## Dataset records

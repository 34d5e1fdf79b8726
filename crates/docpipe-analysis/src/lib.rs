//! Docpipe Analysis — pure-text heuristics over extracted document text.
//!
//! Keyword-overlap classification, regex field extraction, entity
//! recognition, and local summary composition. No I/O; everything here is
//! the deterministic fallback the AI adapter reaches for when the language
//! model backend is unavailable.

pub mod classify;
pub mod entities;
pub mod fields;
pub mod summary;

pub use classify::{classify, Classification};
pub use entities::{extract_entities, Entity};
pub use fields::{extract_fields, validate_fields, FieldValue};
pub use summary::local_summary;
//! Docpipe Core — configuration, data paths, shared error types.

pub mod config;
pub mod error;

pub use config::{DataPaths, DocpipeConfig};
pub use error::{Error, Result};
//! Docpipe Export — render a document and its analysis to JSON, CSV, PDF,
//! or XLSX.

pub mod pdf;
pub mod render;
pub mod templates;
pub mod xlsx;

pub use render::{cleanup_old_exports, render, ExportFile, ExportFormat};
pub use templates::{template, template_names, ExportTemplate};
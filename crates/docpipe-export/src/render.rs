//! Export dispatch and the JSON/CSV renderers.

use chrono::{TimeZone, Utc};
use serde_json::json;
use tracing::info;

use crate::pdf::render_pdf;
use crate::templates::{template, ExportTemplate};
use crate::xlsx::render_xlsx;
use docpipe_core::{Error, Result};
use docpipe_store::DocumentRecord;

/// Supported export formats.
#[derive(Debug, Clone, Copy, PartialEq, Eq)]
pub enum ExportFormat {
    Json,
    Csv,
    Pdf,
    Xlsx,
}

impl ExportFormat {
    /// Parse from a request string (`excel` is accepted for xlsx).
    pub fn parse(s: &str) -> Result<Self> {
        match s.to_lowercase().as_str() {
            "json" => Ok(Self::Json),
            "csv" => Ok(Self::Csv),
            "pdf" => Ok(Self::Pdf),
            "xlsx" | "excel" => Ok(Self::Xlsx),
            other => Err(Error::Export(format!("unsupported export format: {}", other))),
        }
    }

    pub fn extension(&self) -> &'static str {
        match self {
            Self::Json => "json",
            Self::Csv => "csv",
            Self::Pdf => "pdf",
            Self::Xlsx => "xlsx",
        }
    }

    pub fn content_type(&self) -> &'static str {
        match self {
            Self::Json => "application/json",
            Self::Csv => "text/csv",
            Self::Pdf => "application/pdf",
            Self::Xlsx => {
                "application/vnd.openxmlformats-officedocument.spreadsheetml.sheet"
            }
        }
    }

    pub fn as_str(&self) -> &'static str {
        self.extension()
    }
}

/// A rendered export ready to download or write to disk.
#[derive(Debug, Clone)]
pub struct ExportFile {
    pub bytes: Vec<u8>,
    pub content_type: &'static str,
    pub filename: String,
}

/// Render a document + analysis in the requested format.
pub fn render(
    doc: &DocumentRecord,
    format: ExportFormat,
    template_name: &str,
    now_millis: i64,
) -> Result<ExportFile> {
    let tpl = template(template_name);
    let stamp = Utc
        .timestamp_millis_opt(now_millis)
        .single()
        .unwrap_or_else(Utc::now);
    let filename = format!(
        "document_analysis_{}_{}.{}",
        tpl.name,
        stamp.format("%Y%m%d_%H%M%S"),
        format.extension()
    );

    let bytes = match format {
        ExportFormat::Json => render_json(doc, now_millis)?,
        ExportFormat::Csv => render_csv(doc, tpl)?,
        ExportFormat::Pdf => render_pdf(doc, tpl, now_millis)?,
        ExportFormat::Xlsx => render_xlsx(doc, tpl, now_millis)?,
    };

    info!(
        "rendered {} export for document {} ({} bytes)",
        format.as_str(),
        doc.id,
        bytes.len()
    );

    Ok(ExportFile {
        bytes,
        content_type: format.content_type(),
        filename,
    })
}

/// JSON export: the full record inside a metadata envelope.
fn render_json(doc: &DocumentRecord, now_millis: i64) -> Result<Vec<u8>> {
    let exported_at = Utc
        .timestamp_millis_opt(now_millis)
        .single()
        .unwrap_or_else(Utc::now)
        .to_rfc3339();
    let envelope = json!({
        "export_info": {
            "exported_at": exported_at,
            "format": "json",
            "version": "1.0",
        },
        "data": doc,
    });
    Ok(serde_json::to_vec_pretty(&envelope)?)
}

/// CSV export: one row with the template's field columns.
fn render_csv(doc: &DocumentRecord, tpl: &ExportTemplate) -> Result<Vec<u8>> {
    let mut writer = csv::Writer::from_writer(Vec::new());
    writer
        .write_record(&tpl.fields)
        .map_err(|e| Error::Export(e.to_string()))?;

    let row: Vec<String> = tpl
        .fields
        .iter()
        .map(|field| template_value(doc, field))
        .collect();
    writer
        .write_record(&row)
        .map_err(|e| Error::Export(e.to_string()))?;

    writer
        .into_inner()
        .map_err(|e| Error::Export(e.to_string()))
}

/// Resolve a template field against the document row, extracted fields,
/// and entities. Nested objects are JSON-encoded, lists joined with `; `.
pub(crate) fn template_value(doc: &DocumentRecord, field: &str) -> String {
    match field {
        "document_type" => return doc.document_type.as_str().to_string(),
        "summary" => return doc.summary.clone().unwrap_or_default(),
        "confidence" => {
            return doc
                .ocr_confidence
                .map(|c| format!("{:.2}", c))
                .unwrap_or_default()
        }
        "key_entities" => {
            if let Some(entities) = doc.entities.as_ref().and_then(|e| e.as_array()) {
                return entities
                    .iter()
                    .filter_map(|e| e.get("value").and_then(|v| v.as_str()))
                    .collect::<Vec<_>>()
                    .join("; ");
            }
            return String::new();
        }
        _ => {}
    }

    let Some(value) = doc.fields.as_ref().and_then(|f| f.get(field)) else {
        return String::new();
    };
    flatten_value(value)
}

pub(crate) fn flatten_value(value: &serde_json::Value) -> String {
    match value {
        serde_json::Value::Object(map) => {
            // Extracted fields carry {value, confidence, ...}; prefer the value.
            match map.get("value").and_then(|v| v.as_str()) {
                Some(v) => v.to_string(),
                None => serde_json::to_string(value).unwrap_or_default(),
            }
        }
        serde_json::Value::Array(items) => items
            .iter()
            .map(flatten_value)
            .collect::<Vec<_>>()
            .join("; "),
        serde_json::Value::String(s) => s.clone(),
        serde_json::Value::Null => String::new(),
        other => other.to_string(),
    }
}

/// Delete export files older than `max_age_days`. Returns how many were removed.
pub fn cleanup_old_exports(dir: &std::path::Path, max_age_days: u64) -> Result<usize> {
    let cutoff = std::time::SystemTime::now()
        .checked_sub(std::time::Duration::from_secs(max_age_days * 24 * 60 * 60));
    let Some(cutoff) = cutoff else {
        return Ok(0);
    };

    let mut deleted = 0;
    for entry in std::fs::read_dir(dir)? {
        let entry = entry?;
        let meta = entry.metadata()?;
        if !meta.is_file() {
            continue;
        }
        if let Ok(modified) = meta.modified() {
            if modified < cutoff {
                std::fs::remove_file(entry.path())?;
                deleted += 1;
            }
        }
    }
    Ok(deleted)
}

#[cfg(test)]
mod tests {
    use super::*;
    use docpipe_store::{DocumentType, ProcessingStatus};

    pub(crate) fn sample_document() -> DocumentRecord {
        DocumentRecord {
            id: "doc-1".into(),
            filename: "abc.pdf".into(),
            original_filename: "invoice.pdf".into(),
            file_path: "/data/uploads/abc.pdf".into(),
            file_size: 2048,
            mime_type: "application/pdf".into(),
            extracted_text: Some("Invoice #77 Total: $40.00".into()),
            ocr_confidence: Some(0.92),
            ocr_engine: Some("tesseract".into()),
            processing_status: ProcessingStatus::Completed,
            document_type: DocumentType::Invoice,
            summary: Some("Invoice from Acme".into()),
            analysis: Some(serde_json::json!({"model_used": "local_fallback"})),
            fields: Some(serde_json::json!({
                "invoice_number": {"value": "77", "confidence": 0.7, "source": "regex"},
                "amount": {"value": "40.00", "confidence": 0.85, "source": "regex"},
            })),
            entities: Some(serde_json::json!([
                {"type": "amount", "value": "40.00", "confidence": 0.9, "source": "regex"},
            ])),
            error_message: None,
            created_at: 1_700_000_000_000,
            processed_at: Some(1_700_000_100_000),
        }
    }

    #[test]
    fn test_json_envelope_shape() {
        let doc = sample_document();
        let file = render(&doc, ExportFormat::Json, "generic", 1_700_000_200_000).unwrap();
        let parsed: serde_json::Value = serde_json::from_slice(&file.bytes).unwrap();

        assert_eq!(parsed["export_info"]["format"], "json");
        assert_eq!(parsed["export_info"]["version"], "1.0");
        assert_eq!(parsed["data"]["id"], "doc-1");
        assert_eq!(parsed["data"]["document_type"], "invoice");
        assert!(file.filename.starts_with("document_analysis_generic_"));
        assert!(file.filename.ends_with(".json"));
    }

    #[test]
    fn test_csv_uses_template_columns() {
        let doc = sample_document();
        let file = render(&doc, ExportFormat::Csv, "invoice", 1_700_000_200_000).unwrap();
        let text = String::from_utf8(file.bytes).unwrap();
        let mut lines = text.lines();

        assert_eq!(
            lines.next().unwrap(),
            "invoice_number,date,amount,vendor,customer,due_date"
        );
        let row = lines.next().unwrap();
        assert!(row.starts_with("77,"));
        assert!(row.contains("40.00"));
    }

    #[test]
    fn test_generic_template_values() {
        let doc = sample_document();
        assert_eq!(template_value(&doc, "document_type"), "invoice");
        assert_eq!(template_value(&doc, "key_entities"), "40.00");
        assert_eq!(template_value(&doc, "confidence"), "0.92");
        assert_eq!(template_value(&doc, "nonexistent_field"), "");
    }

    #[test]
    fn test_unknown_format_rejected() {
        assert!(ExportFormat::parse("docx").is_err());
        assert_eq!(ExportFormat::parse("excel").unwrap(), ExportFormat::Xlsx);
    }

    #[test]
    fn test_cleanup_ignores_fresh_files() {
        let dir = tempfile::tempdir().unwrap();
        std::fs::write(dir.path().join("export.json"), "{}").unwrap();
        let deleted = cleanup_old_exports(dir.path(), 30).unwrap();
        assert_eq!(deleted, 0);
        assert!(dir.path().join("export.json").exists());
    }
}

## Your goal
Among the lines above, find the ones containing "ExportFile" and copy them.

## Exercise output
pub use render::{cleanup_old_exports, render, ExportFile, ExportFormat};
pub struct ExportFile {
) -> Result<ExportFile> {
    Ok(ExportFile {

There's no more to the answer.